The AfDB has announced the first strategic framework for public/private sector partnerships to develop and operate infrastructure assets.
Tech development within health systems is on the rise
Most countries across Africa are struggling with seriously inefficient health services.
Covid 19 has increased the challenges within this sector, resulting in a significant drop in last-mile service delivery, financing and medical data analysis.
In the same way that tech start-ups tackling poverty reduction and renewable energy generation and climate change have had an increase in investment, so has health tech in African nations.
Healthcare tech helps to create jobs and improve services
In 2020 alone, more than 40 tech start-ups in the healthcare sector received Series A funding in Africa.
Firms launched over the last couple of years include those in drug procurement, genetic sequencing and health literacy, all of which will save lives.
Healhtech joins proptech, agritech and cleantech as the sector areas tipped to rise quickest during 2022, even as Covid 19 continues to cause disruption.
Future of proptech investment in Africa
Real estate and property in Africa – as well as at a global level – is an area that is being shaken up by innovative technology.
There are start-ups ranging from innovative digital platforms for construction companies and developers to delivery companies.
For example, Seso Global (Nigerian proptech) raised US$600,000 in pre-seed funding.
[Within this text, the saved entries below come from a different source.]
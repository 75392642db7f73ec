//! Prompt templates for Innsikt.
//!
//! Prompts can be customized by placing TOML files in the custom prompts
//! directory.

use serde::{Deserialize, Serialize};
use std::path::PathBuf;

/// Collection of all prompt templates.
#[derive(Debug, Clone, Serialize, Deserialize)]
#[serde(default)]
#[derive(Default)]
pub struct Prompts {
    pub summary: SummaryPrompts,
    /// Custom variables from config, available in all prompts.
    #[serde(skip)]
    pub variables: std::collections::HashMap<String, String>,
}


/// Prompts for takeaway summarization.
#[derive(Debug, Clone, Serialize, Deserialize)]
#[serde(default)]
pub struct SummaryPrompts {
    pub system: String,
    pub user: String,
}

impl Default for SummaryPrompts {
    fn default() -> Self {
        Self {
            system: r#"You distill podcast transcript excerpts into key takeaways for a listener's notes.

Guidelines:
- Each takeaway must be actionable or insightful on its own
- Stay strictly within what the excerpt says; never invent claims
- Prefer concrete advice, numbers, and named concepts over vague summaries
- Keep each takeaway under 100 characters"#
                .to_string(),

            user: r#"Episode: {{title}}

Transcript excerpt:
{{transcript}}

Extract exactly three key takeaways from this excerpt.
Respond with three lines, each starting with "- "."#
                .to_string(),
        }
    }
}

impl Prompts {
    /// Load prompts from defaults, with optional custom directory and
    /// variables.
    pub fn load(
        custom_dir: Option<&str>,
        custom_variables: Option<&std::collections::HashMap<String, String>>,
    ) -> crate::error::Result<Self> {
        let mut prompts = Prompts::default();

        if let Some(vars) = custom_variables {
            prompts.variables = vars.clone();
        }

        if let Some(dir) = custom_dir {
            let custom_path = PathBuf::from(shellexpand::tilde(dir).to_string());

            let summary_path = custom_path.join("summary.toml");
            if summary_path.exists() {
                let content = std::fs::read_to_string(&summary_path)?;
                prompts.summary = toml::from_str(&content)?;
            }
        }

        Ok(prompts)
    }

    /// Render a prompt template with the given variables.
    pub fn render(template: &str, vars: &std::collections::HashMap<String, String>) -> String {
        let mut result = template.to_string();
        for (key, value) in vars {
            result = result.replace(&format!("{{{{{}}}}}", key), value);
        }
        result
    }

    /// Render a prompt template with both provided variables and custom
    /// config variables. Provided variables take precedence.
    pub fn render_with_custom(
        &self,
        template: &str,
        vars: &std::collections::HashMap<String, String>,
    ) -> String {
        let mut merged = self.variables.clone();
        for (key, value) in vars {
            merged.insert(key.clone(), value.clone());
        }
        Self::render(template, &merged)
    }
}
The company develops software that allows the government to work with agents and developers to manage properties on a blockchain ecosystem.
Seso Global started in 2019 and in the same year expanded into Southern Africa, before launching in Ghana in 2020.
Types of funding are also increasing
We will likely see an increasing number of funding sources for start-ups in Africa throughout 2022.
Traditionally, the majority of the funding that has led to growth in trade has largely come from investors in Europe, the US and the UK.
However, this appears to be changing with new opportunities arising for African start-ups from local funds.
There has been a steady growth in accelerator labs and innovation hubs across the continent – all of which are necessary to improve national economies in 2022.
Angel investment and private sector investment also on the rise
Local angel investors have sprung up, who want to put their energy into African start-ups rather than funding those around the world.
For example, Future Africa is a VC fund that aims to turn the biggest challenges in Africa into world beating businesses.
So far, the fund has financed more than 30 start-ups, all of which will aid the continent’s recovery from the impact of the pandemic.
We’re also seeing an uptick in private sector investment into Africa’s tech ecosystem. It will be interesting to see how much all of this investor interest will help the Covid 19 recovery, increase trade and halt the decline in infrastructure on the continent.